Low FPS
Symptoms:
- Debug Overlay shows FPS below 30
- Aim feels “draggy” or laggy
- Predictions overshoot consistently
- Inference time spikes above 30 ms
Checklist
1. Run the benchmark
Models & Configs → Models card → Run Benchmark.
The benchmark measures FPS / inference time / GPU% across 320 / 416 / 512 / 640 / 800 image sizes and recommends the highest size that still clears 60 FPS.
Pick the recommended size. If even 320 doesn’t clear 60 FPS, your hardware is below PowerAim’s playable threshold for this model — try a smaller model.
2. Switch builds (DirectML ↔ CUDA)
If you’re on NVIDIA, the CUDA build is typically 10–25% faster than DirectML. Settings → UI Settings → Switch to CUDA.
If you’re on AMD or Intel, stick with DirectML — CUDA won’t run.
3. Lower the image size
Aim Tools → Model Settings → Image Size Override.
320 is the safe lower bound; 416 is a good middle ground; 640 is the default for dynamic models. Smaller = much faster but lower-detail detections.
4. Cap Max Inference FPS
Aim Tools → PredictionConfig → Max Inference FPS.
Counter-intuitively, capping at 60 or 90 can help — the AI loop becomes deterministic instead of running at whatever the GPU can momentarily produce. This also lets your GPU breathe between frames.
5. Close background GPU consumers
- Chrome / Edge with lots of tabs
- OBS Studio with the game window source
- Discord with Hardware Acceleration on
- NVIDIA Broadcast / Camo / other camera virtualization
PowerAim shares the GPU with anything that uses Direct3D. The more it has to share with, the slower inference gets.
6. Reduce capture work
- Use DXGI, not GDI. PowerAim auto-picks DXGI when available; if you’re on RDP or an old Windows version, GDI might be in play.

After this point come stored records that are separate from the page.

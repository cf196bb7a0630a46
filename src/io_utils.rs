//! I/O helpers for reading raw extracts and writing prepared output.
//!
//! - **Delimiter resolution**: `.tsv` inputs default to tab, everything else
//!   to comma, with a manual override.
//! - **Encoding**: raw inputs are decoded through `encoding_rs`, defaulting
//!   to UTF-8. Prepared output is always UTF-8.
//! - **Atomic writes**: prepared files and reports are written to a sibling
//!   temp file and renamed into place, so a failed run never leaves a
//!   half-written file behind.

use std::{
    fs::{self, File},
    io::{BufReader, BufWriter, Read, Write},
    path::{Path, PathBuf},
};

use anyhow::{Context, Result, anyhow};
use csv::QuoteStyle;
use encoding_rs::{Encoding, UTF_8};
use sha2::{Digest, Sha256};

pub const DEFAULT_CSV_DELIMITER: u8 = b',';
pub const DEFAULT_TSV_DELIMITER: u8 = b'\t';

const HASH_BUFFER_SIZE: usize = 64 * 1024;

pub fn resolve_encoding(label: Option<&str>) -> Result<&'static Encoding> {
    if let Some(value) = label {
        Encoding::for_label(value.trim().as_bytes())
            .ok_or_else(|| anyhow!("Unknown encoding '{value}'"))
    } else {
        Ok(UTF_8)
    }
}

pub fn resolve_input_delimiter(path: &Path, provided: Option<u8>) -> u8 {
    provided.unwrap_or_else(|| match path.extension().and_then(|ext| ext.to_str()) {
        Some(ext) if ext.eq_ignore_ascii_case("tsv") => DEFAULT_TSV_DELIMITER,
        _ => DEFAULT_CSV_DELIMITER,
    })
}

pub fn open_csv_reader<R>(reader: R, delimiter: u8) -> csv::Reader<R>
where
    R: Read,
{
    let mut builder = csv::ReaderBuilder::new();
    builder
        .has_headers(true)
        .delimiter(delimiter)
        .double_quote(true)
        .flexible(true);
    builder.from_reader(reader)
}

pub fn open_csv_reader_from_path(
    path: &Path,
    delimiter: u8,
) -> Result<csv::Reader<BufReader<File>>> {
    let file = File::open(path).with_context(|| format!("Opening input file {path:?}"))?;
    Ok(open_csv_reader(BufReader::new(file), delimiter))
}

pub fn csv_writer<W: Write>(writer: W) -> csv::Writer<W> {
    csv::WriterBuilder::new()
        .delimiter(DEFAULT_CSV_DELIMITER)
        .quote_style(QuoteStyle::Necessary)
        .double_quote(true)
        .from_writer(writer)
}

pub fn decode_bytes(bytes: &[u8], encoding: &'static Encoding) -> Result<String> {
    let (text, _, had_errors) = encoding.decode(bytes);
    if had_errors {
        Err(anyhow!(
            "Failed to decode text with encoding {}",
            encoding.name()
        ))
    } else {
        Ok(text.into_owned())
    }
}

pub fn decode_record(record: &csv::ByteRecord, encoding: &'static Encoding) -> Result<Vec<String>> {
    record
        .iter()
        .map(|field| decode_bytes(field, encoding))
        .collect()
}

pub fn reader_headers<R>(
    reader: &mut csv::Reader<R>,
    encoding: &'static Encoding,
) -> Result<Vec<String>>
where
    R: Read,
{
    let headers = reader.byte_headers()?.clone();
    let mut decoded = decode_record(&headers, encoding)?;
    if let Some(first) = decoded.first_mut() {
        // Excel-exported extracts often carry a UTF-8 BOM on the first header.
        if let Some(stripped) = first.strip_prefix('\u{feff}') {
            *first = stripped.to_string();
        }
    }
    Ok(decoded)
}

/// Lowercase hex SHA-256 of a file's bytes.
pub fn file_sha256(path: &Path) -> Result<String> {
    let file = File::open(path).with_context(|| format!("Opening {path:?} for hashing"))?;
    let mut reader = BufReader::with_capacity(HASH_BUFFER_SIZE, file);
    let mut hasher = Sha256::new();
    let mut buffer = vec![0u8; HASH_BUFFER_SIZE];
    loop {
        let read = reader
            .read(&mut buffer)
            .with_context(|| format!("Reading {path:?} for hashing"))?;
        if read == 0 {
            break;
        }
        hasher.update(&buffer[..read]);
    }
    Ok(format!("{:x}", hasher.finalize()))
}

fn temp_sibling(path: &Path) -> PathBuf {
    let mut name = path
        .file_name()
        .map(|name| name.to_os_string())
        .unwrap_or_default();
    name.push(".tmp");
    path.with_file_name(name)
}

/// Writes through `fill` into a temp file next to `path`, then renames it
/// over `path`. On any error the temp file is removed and `path` is untouched.
pub fn write_atomically<F>(path: &Path, fill: F) -> Result<()>
where
    F: FnOnce(&mut BufWriter<File>) -> Result<()>,
{
    if let Some(parent) = path.parent().filter(|p| !p.as_os_str().is_empty()) {
        fs::create_dir_all(parent)
            .with_context(|| format!("Creating output directory {parent:?}"))?;
    }
    let temp = temp_sibling(path);
    let result = (|| {
        let file = File::create(&temp).with_context(|| format!("Creating {temp:?}"))?;
        let mut writer = BufWriter::new(file);
        fill(&mut writer)?;
        writer
            .flush()
            .with_context(|| format!("Flushing {temp:?}"))?;
        fs::rename(&temp, path).with_context(|| format!("Renaming {temp:?} to {path:?}"))
    })();
    if result.is_err() {
        let _ = fs::remove_file(&temp);
    }
    result
}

- Disable ESP overlay drawing methods you don’t need. ESPConfig → Drawing Method. The
DesktopDCmethod is heavy and disables Global Active for safety;WPF Window Canvasis the cheapest. - Make FOV smaller. Smaller FOV = smaller captured region = less work.
7. Disable expensive features temporarily
- Replay Buffer — JPEG encoding every frame costs CPU
- Image-based Anti-Recoil — phase correlation runs each frame
- Show Detected Player with
OverlayFormGDI— GDI overlay redraw is heavy
Toggle them off one at a time and watch the FPS counter.
8. Check thermal throttling
A laptop running at 90+°C will throttle the GPU. PowerAim’s loop will jitter rather than run steady. Lower the system power profile, clean the fans, or raise the laptop on a stand.
9. Update GPU drivers
DirectML and CUDA both improve with driver updates. If you haven’t updated in a year, that’s likely worth doing.
10. Try a smaller model
Some community models are 3× heavier than the bundled Universal models for marginal quality gains. The Models tab shows file sizes — bigger isn’t always better.
What’s a reasonable target?
| Hardware | Reasonable FPS |
|---|---|
| Integrated GPU | 30–60 |
| RX 580 / GTX 1060 | 60–100 |
| RTX 2060 / RX 5600 XT | 100–150 |
| RTX 3060+ | 150+ |
Below 60 FPS aim feels laggy. Below 30 FPS triggers fire late.